Deploying NGINX
Introduction
NGINX is one of the world’s most popular web servers, powering a significant portion of the internet’s busiest websites. Known for its high performance, stability, and low resource consumption, NGINX excels at serving static content, acting as a reverse proxy, and load balancing across backend services.
Originally created to solve the C10K problem (handling 10,000+ concurrent connections), NGINX uses an asynchronous, event-driven architecture that efficiently handles massive numbers of simultaneous connections with minimal memory footprint. This makes it ideal for everything from simple static sites to complex microservices architectures.
Key highlights of NGINX:
- High Performance: Efficiently handles thousands of concurrent connections
- Static File Serving: Optimized delivery of static assets (HTML, CSS, JS, images)
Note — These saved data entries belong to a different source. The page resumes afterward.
use serde::{Deserialize, Serialize};

use crate::bmp::Rgb;

/// A cluster's representative color plus the running statistics of the
/// pixels assigned to it during the current pass.
#[derive(Debug, Clone, Copy, PartialEq, Eq, Default, Serialize, Deserialize)]
pub struct Centroid {
    /// Pixels assigned in the last pass
    pub count: u32,
    pub color: Rgb,
    pub sum_r: u64,
    pub sum_g: u64,
    pub sum_b: u64,
}

impl Centroid {
    /// A centroid with `color` and empty statistics
    pub fn seeded(color: Rgb) -> Self {
        Self {
            color,
            ..Self::default()
        }
    }

    /// Zero the statistics, keeping the color
    pub fn reset(&mut self) {
        self.count = 0;
        self.sum_r = 0;
        self.sum_g = 0;
        self.sum_b = 0;
    }

    pub fn accumulate(&mut self, px: Rgb) {
        self.count += 1;
        self.sum_r += u64::from(px.r);
        self.sum_g += u64::from(px.g);
        self.sum_b += u64::from(px.b);
    }

    /// Truncated per-channel mean of the assigned pixels, `None` when empty
    pub fn mean(&self) -> Option<Rgb> {
        if self.count == 0 {
            return None;
        }
        let n = u64::from(self.count);
        // Each mean is bounded by the largest channel value, so it fits in u8
        Some(Rgb::new(
            (self.sum_r / n) as u8,
            (self.sum_g / n) as u8,
            (self.sum_b / n) as u8,
        ))
    }

    /// Move the color to the mean of the assigned pixels.
    ///
    /// Dead centroids keep their color. Returns whether the color changed.
    pub fn update(&mut self) -> bool {
        match self.mean() {
            Some(mean) if mean != self.color => {
                self.color = mean;
                true
            }
            _ => false,
        }
    }

    pub fn is_dead(&self) -> bool {
        self.count == 0
    }
}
- Reverse Proxy: Route requests to backend applications
- Load Balancing: Distribute traffic across multiple backend servers
- SSL/TLS Termination: Handle HTTPS encryption and decryption
- HTTP/2 and HTTP/3: Modern protocol support
- Caching: Built-in caching for improved performance
- URL Rewriting: Flexible request manipulation
- Gzip Compression: Automatic response compression
- Active Community: Extensive documentation and community support
This guide walks through deploying NGINX on Klutch.sh using Docker.
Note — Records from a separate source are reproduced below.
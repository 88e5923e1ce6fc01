//! Session manager: owns every transport session plus the merged tool
//! registry, and is the sole mutation point for their lifecycle.
//!
//! Lifecycle operations serialize on one internal async lock, so a
//! reconnect can never hand a caller a session set that is mid-teardown.
//! Tool calls themselves run against `Arc`-shared sessions outside the lock.

use super::error::McpError;
use super::session::McpSession;
use super::tools::{load_tools, ToolHandle, ToolInvoker};
use crate::core::config::{Config, McpEndpointConfig};
use crate::core::correlation;
use async_trait::async_trait;
use std::sync::Arc;
use std::time::Duration;
use tokio::sync::Mutex;
use tracing::{error, info, warn};

/// Snapshot of all currently loaded tool handles and their backing sessions.
///
/// Every tool is backed by exactly one listed session; `sessions` never
/// exceeds the number of configured endpoints because failed connections are
/// skipped at initialize time.
#[derive(Debug, Clone, Default)]
pub struct Resource {
    pub tools: Vec<Arc<ToolHandle>>,
    pub sessions: Vec<Arc<McpSession>>,
}

impl Resource {
    pub fn find_tool(&self, name: &str) -> Option<&Arc<ToolHandle>> {
        self.tools.iter().find(|tool| tool.name() == name)
    }
}

#[derive(Debug, Clone, Copy, PartialEq, Eq)]
enum ManagerState {
    Uninitialized,
    Initialized,
    Cleaning,
    Closed,
}

struct ManagerInner {
    state: ManagerState,
    resource: Option<Resource>,
}

/// Reconnect seam consumed by the tool-call dispatcher, so it can be
/// exercised against a test double.
#[async_trait]
pub trait SessionLifecycle: Send + Sync {
    /// Tear down and re-establish every session. Never propagates an error;
    /// returns whether the manager ended up initialized.
    async fn reconnect(&self) -> bool;
}

pub struct McpSessionManager {
    endpoints: Vec<McpEndpointConfig>,
    call_timeout: Duration,
    inner: Mutex<ManagerInner>,
}

impl McpSessionManager {
    pub fn new(endpoints: Vec<McpEndpointConfig>, call_timeout: Duration) -> Self {
        Self {
            endpoints,
            call_timeout,
            inner: Mutex::new(ManagerInner {
                state: ManagerState::Uninitialized,
                resource: None,
            }),
        }
    }

    pub fn from_config(config: &Config) -> Self {
        Self::new(config.mcp_endpoints.clone(), config.call_timeout())
    }

    /// Connect every enabled endpoint and aggregate its tools.
    ///
    /// Idempotent: an already-initialized manager returns its cached
    /// [`Resource`] without reconnecting. An endpoint that fails to connect
    /// is logged and skipped; partial success is still success.
    pub async fn initialize(&self) -> Result<Resource, McpError> {
        let mut inner = self.inner.lock().await;
        self.initialize_locked(&mut inner).await
    }

    async fn initialize_locked(&self, inner: &mut ManagerInner) -> Result<Resource, McpError> {
        match inner.state {
            ManagerState::Initialized => {
                if let Some(resource) = &inner.resource {
                    return Ok(resource.clone());
                }
            }
            ManagerState::Closed => return Err(McpError::NotInitialized),
            ManagerState::Uninitialized | ManagerState::Cleaning => {}
        }

        let mut resource = Resource::default();
        for endpoint in &self.endpoints {
            if !endpoint.is_enabled() {
                continue;
            }
            let correlation_id = correlation::generate_id();
            info!(
                correlation_id = %correlation_id,
                endpoint = %endpoint.host,
                "mcp_server_connection_attempt"
            );

            let session =
                match McpSession::connect(endpoint, self.call_timeout, &correlation_id).await {
                    Ok(session) => Arc::new(session),
                    Err(err) => {
                        warn!(
                            correlation_id = %correlation_id,
                            endpoint = %endpoint.host,
                            error = %err,
                            "failed_to_connect_to_mcp_server"
                        );
                        continue;
                    }
                };

            match load_tools(&session).await {
                Ok(mut tools) => {
                    info!(
                        correlation_id = %correlation_id,
                        endpoint = %endpoint.host,
                        tool_count = tools.len(),
                        "connected_to_mcp_server"
                    );
                    resource.tools.append(&mut tools);
                    resource.sessions.push(session);
                }
                Err(err) => {
                    warn!(
                        correlation_id = %correlation_id,
                        endpoint = %endpoint.host,
                        error = %err,
                        "failed_to_connect_to_mcp_server"
                    );
                    session.close().await;
                }
            }
        }

        inner.state = ManagerState::Initialized;
        inner.resource = Some(resource.clone());
        Ok(resource)
    }

    /// Tear down every session and re-run initialize, under one lock so no
    /// caller can observe the half-torn-down state.
    ///
    /// Never propagates: any failure is logged and reported as `false`.
    pub async fn reconnect(&self) -> bool {
        let correlation_id = correlation::generate_id();
        let mut inner = self.inner.lock().await;
        if inner.state == ManagerState::Closed {
            error!(
                correlation_id = %correlation_id,
                error = "manager is shut down",
                "mcp_reconnection_failed"
            );
            return false;
        }
        Self::cleanup_locked(&mut inner).await;
        match self.initialize_locked(&mut inner).await {
            Ok(_) => true,
            Err(err) => {
                error!(
                    correlation_id = %correlation_id,
                    error = %err,
                    "mcp_reconnection_failed"
                );
                false
            }
        }
    }

    /// Close every held session, ignoring individual close failures, and
    /// reset to Uninitialized regardless of outcome.
    pub async fn cleanup(&self) {
        let mut inner = self.inner.lock().await;
        if inner.state == ManagerState::Closed {
            return;
        }
        Self::cleanup_locked(&mut inner).await;
    }

    async fn cleanup_locked(inner: &mut ManagerInner) {
        inner.state = ManagerState::Cleaning;
        if let Some(resource) = inner.resource.take() {
            for session in &resource.sessions {
                session.close().await;
            }
        }
        inner.state = ManagerState::Uninitialized;
    }

    /// Teardown hook for process exit: cleanup, then refuse further use.
    pub async fn shutdown(&self) {
        let mut inner = self.inner.lock().await;
        Self::cleanup_locked(&mut inner).await;
        inner.state = ManagerState::Closed;
    }

    /// The current resource snapshot.
    ///
    /// The only lifecycle method allowed to fail loudly: requesting the
    /// resource before a successful initialize is a caller bug, not an
    /// environmental fault.
    pub async fn get_resource(&self) -> Result<Resource, McpError> {
        let inner = self.inner.lock().await;
        match (&inner.state, &inner.resource) {
            (ManagerState::Initialized, Some(resource)) => Ok(resource.clone()),
            _ => Err(McpError::NotInitialized),
        }
    }
}

#[async_trait]
impl SessionLifecycle for McpSessionManager {
    async fn reconnect(&self) -> bool {
        McpSessionManager::reconnect(self).await
    }
}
Why Deploy NGINX on Klutch.sh
Deploying NGINX on Klutch.sh provides several advantages:
Simplified Deployment: Push your configuration to GitHub and Klutch.sh handles the containerization and deployment automatically.
Static Site Hosting: Serve static websites and single-page applications with excellent performance.
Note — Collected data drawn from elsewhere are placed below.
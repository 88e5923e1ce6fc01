use serde::{Deserialize, Serialize};
use std::time::Duration;

/// Connect timeout applied to an endpoint that does not set its own.
pub const DEFAULT_CONNECT_TIMEOUT_SECS: u64 = 10;

/// Upper bound on a single tool invocation, unless overridden in config.
pub const DEFAULT_CALL_TIMEOUT_SECS: u64 = 60;

#[derive(Debug, Serialize, Deserialize, Clone)]
pub struct McpEndpointConfig {
    /// Endpoint address, e.g. "localhost:7001" or "http://tools.internal:7001".
    /// A bare host:port is treated as http.
    pub host: String,
    /// Handshake deadline for this endpoint, in seconds.
    pub connect_timeout_secs: Option<u64>,
    pub enabled: Option<bool>,
}

impl McpEndpointConfig {
    pub fn new(host: impl Into<String>) -> Self {
        Self {
            host: host.into(),
            connect_timeout_secs: None,
            enabled: None,
        }
    }

    pub fn is_enabled(&self) -> bool {
        self.enabled.unwrap_or(true)
    }

    pub fn connect_timeout(&self) -> Duration {
        Duration::from_secs(
            self.connect_timeout_secs
                .unwrap_or(DEFAULT_CONNECT_TIMEOUT_SECS),
        )
    }
}

#[derive(Debug, Serialize, Deserialize, Default, Clone)]
pub struct Config {
    /// Tool-provider endpoints, connected in declaration order.
    #[serde(default)]
    pub mcp_endpoints: Vec<McpEndpointConfig>,
    /// Upper bound on a single tool invocation, in seconds.
    pub call_timeout_secs: Option<u64>,
}

impl Config {
    pub fn call_timeout(&self) -> Duration {
        Duration::from_secs(self.call_timeout_secs.unwrap_or(DEFAULT_CALL_TIMEOUT_SECS))
    }
}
HTTPS by Default: Klutch.sh provides automatic SSL certificates, working alongside NGINX’s web serving capabilities.
Persistent Configuration: Store your NGINX configuration and static files in persistent volumes.
Scalable Resources: Adjust CPU and memory based on traffic requirements.
Custom Domains: Use your own domain with automatic HTTPS.
Prerequisites
Before deploying NGINX on Klutch.sh, ensure you have:
- A Klutch.sh account
- A GitHub account with a repository for your configuration
- Your static website files or reverse proxy configuration
- Basic familiarity with NGINX configuration syntax
Understanding NGINX Architecture
NGINX uses a master-worker process model:
Master Process: Reads configuration, binds ports, and manages worker processes.
Worker Processes: Handle actual request processing. Each worker can handle thousands of connections.
Configuration: Declarative configuration files define server behavior, locations, and upstream backends.
Modules: Extend functionality for specific use cases (SSL, gzip, headers, etc.).
Preparing Your Repository
Create a GitHub repository for your NGINX deployment.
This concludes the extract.